- Records for the task -
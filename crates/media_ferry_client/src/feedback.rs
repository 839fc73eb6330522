//! One transient notification per request.
//!
//! The text comes from a fixed table keyed on the terminal channel, whether it
//! succeeded, and the request kind. Raw error strings never reach the user.

use crate::{ChannelKind, DeliveryResult, RejectReason, RequestKind};
use serde::Serialize;
use std::sync::atomic::{AtomicU64, Ordering};
use std::sync::{Arc, Mutex};
use std::time::Duration;

pub const TITLE: &str = "Media Ferry";

#[derive(Clone, Copy, Debug, PartialEq, Eq, Serialize)]
#[serde(rename_all = "snake_case")]
pub enum NotificationKind {
    /// Service accepted the item; the desktop app can paste it now.
    Ready,
    /// Item is on the clipboard; the user pastes manually.
    Clipboard,
    /// Item is a file in the download folder.
    Saved,
    Failure,
    Rejected,
}

#[derive(Clone, Copy, Debug, PartialEq, Eq, Serialize)]
#[serde(rename_all = "snake_case")]
pub enum Severity {
    Success,
    Info,
    Error,
}

impl NotificationKind {
    pub fn severity(&self) -> Severity {
        match self {
            NotificationKind::Ready => Severity::Success,
            NotificationKind::Clipboard | NotificationKind::Saved => Severity::Info,
            NotificationKind::Failure | NotificationKind::Rejected => Severity::Error,
        }
    }
}

#[derive(Clone, Debug, PartialEq, Serialize)]
pub struct Notification {
    pub kind: NotificationKind,
    pub title: String,
    pub message: String,
    pub ttl: Duration,
}

pub type NotificationId = u64;

/// Where notifications are rendered.
pub trait NotificationSink: Send + Sync + 'static {
    /// Must make the notification visible before returning.
    fn show(&self, notification: Notification) -> NotificationId;
}

pub fn notification_for(
    result: &DeliveryResult,
    download_subdir: &str,
    ttl: Duration,
) -> Notification {
    let kind = result.request.kind();
    let (nkind, message) = match result.terminal() {
        Some(t) if t.success => match (t.channel, kind) {
            (ChannelKind::RemoteService, RequestKind::Image) => (
                NotificationKind::Ready,
                "Ready! Press Cmd+V in the timeline".to_string(),
            ),
            (ChannelKind::RemoteService, RequestKind::VideoLink) => (
                NotificationKind::Ready,
                "Video sent to the desktop app".to_string(),
            ),
            (ChannelKind::Clipboard, RequestKind::Image) => (
                NotificationKind::Clipboard,
                "Image copied to clipboard - paste it into the app".to_string(),
            ),
            (ChannelKind::Clipboard, RequestKind::VideoLink) => (
                NotificationKind::Clipboard,
                "Link copied to clipboard - paste it into the app".to_string(),
            ),
            (ChannelKind::Download, _) => (
                NotificationKind::Saved,
                format!(
                    "Saved {} to the {} folder",
                    result.artifact_name, download_subdir
                ),
            ),
        },
        _ => {
            let tried: Vec<&str> = result.outcomes.iter().map(|o| o.channel.label()).collect();
            let message = if tried.is_empty() {
                "Could not deliver: no channel was available".to_string()
            } else {
                format!("Could not deliver: tried {}, all failed", tried.join(", "))
            };
            (NotificationKind::Failure, message)
        }
    };
    Notification {
        kind: nkind,
        title: TITLE.to_string(),
        message,
        ttl,
    }
}

pub fn rejection_notification(reason: RejectReason, ttl: Duration) -> Notification {
    let message = match reason {
        RejectReason::NotAVideoLink => "That link is not a supported video page",
        RejectReason::MalformedUrl | RejectReason::UnsupportedScheme => {
            "That is not a valid media URL"
        }
    };
    Notification {
        kind: NotificationKind::Rejected,
        title: TITLE.to_string(),
        message: message.to_string(),
        ttl,
    }
}

#[derive(Clone)]
pub struct FeedbackReporter {
    sink: Arc<dyn NotificationSink>,
    ttl: Duration,
    download_subdir: String,
}

impl FeedbackReporter {
    pub fn new(
        sink: Arc<dyn NotificationSink>,
        ttl: Duration,
        download_subdir: impl Into<String>,
    ) -> Self {
        Self {
            sink,
            ttl,
            download_subdir: download_subdir.into(),
        }
    }

    pub fn report(&self, result: &DeliveryResult) -> NotificationId {
        self.sink
            .show(notification_for(result, &self.download_subdir, self.ttl))
    }

    pub fn report_rejection(&self, reason: RejectReason) -> NotificationId {
        self.sink.show(rejection_notification(reason, self.ttl))
    }
}

#[derive(Clone, Debug)]
struct Active {
    id: NotificationId,
    notification: Notification,
}

/// In-process notification surface: shows immediately, dismisses itself
/// after the notification's TTL, or earlier via [`NotificationBoard::dismiss`].
/// Notifications from different requests coexist, each on its own timer.
#[derive(Clone, Default)]
pub struct NotificationBoard {
    next_id: Arc<AtomicU64>,
    active: Arc<Mutex<Vec<Active>>>,
}

impl NotificationBoard {
    pub fn new() -> Self {
        Self::default()
    }

    pub fn dismiss(&self, id: NotificationId) -> bool {
        let mut active = self.lock();
        let before = active.len();
        active.retain(|a| a.id != id);
        before != active.len()
    }

    pub fn active(&self) -> Vec<(NotificationId, Notification)> {
        self.lock()
            .iter()
            .map(|a| (a.id, a.notification.clone()))
            .collect()
    }

    fn lock(&self) -> std::sync::MutexGuard<'_, Vec<Active>> {
        // A panic while holding the lock leaves the list itself intact.
        self.active.lock().unwrap_or_else(|e| e.into_inner())
    }
}

impl NotificationSink for NotificationBoard {
    fn show(&self, notification: Notification) -> NotificationId {
        let id = self.next_id.fetch_add(1, Ordering::Relaxed) + 1;
        match notification.kind.severity() {
            Severity::Error => tracing::warn!("{}: {}", notification.title, notification.message),
            _ => tracing::info!("{}: {}", notification.title, notification.message),
        }
        let ttl = notification.ttl;
        self.lock().push(Active { id, notification });

        match tokio::runtime::Handle::try_current() {
            Ok(handle) => {
                let board = self.clone();
                handle.spawn(async move {
                    tokio::time::sleep(ttl).await;
                    if board.dismiss(id) {
                        tracing::debug!("notification {} expired", id);
                    }
                });
            }
            Err(_) => tracing::debug!("no runtime; notification {} will not auto-dismiss", id),
        }
        id
    }
}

- Problem -
Retype exactly, and only, the lines above from the one where "result.artifact_name, download_subdir" occurs up to and including the one where "pub fn report_rejection(&self, reason: RejectReason)" occurs.

- Problem solution -
                    result.artifact_name, download_subdir
                ),
            ),
        },
        _ => {
            let tried: Vec<&str> = result.outcomes.iter().map(|o| o.channel.label()).collect();
            let message = if tried.is_empty() {
                "Could not deliver: no channel was available".to_string()
            } else {
                format!("Could not deliver: tried {}, all failed", tried.join(", "))
            };
            (NotificationKind::Failure, message)
        }
    };
    Notification {
        kind: nkind,
        title: TITLE.to_string(),
        message,
        ttl,
    }
}

pub fn rejection_notification(reason: RejectReason, ttl: Duration) -> Notification {
    let message = match reason {
        RejectReason::NotAVideoLink => "That link is not a supported video page",
        RejectReason::MalformedUrl | RejectReason::UnsupportedScheme => {
            "That is not a valid media URL"
        }
    };
    Notification {
        kind: NotificationKind::Rejected,
        title: TITLE.to_string(),
        message: message.to_string(),
        ttl,
    }
}

#[derive(Clone)]
pub struct FeedbackReporter {
    sink: Arc<dyn NotificationSink>,
    ttl: Duration,
    download_subdir: String,
}

impl FeedbackReporter {
    pub fn new(
        sink: Arc<dyn NotificationSink>,
        ttl: Duration,
        download_subdir: impl Into<String>,
    ) -> Self {
        Self {
            sink,
            ttl,
            download_subdir: download_subdir.into(),
        }
    }

    pub fn report(&self, result: &DeliveryResult) -> NotificationId {
        self.sink
            .show(notification_for(result, &self.download_subdir, self.ttl))
    }

    pub fn report_rejection(&self, reason: RejectReason) -> NotificationId {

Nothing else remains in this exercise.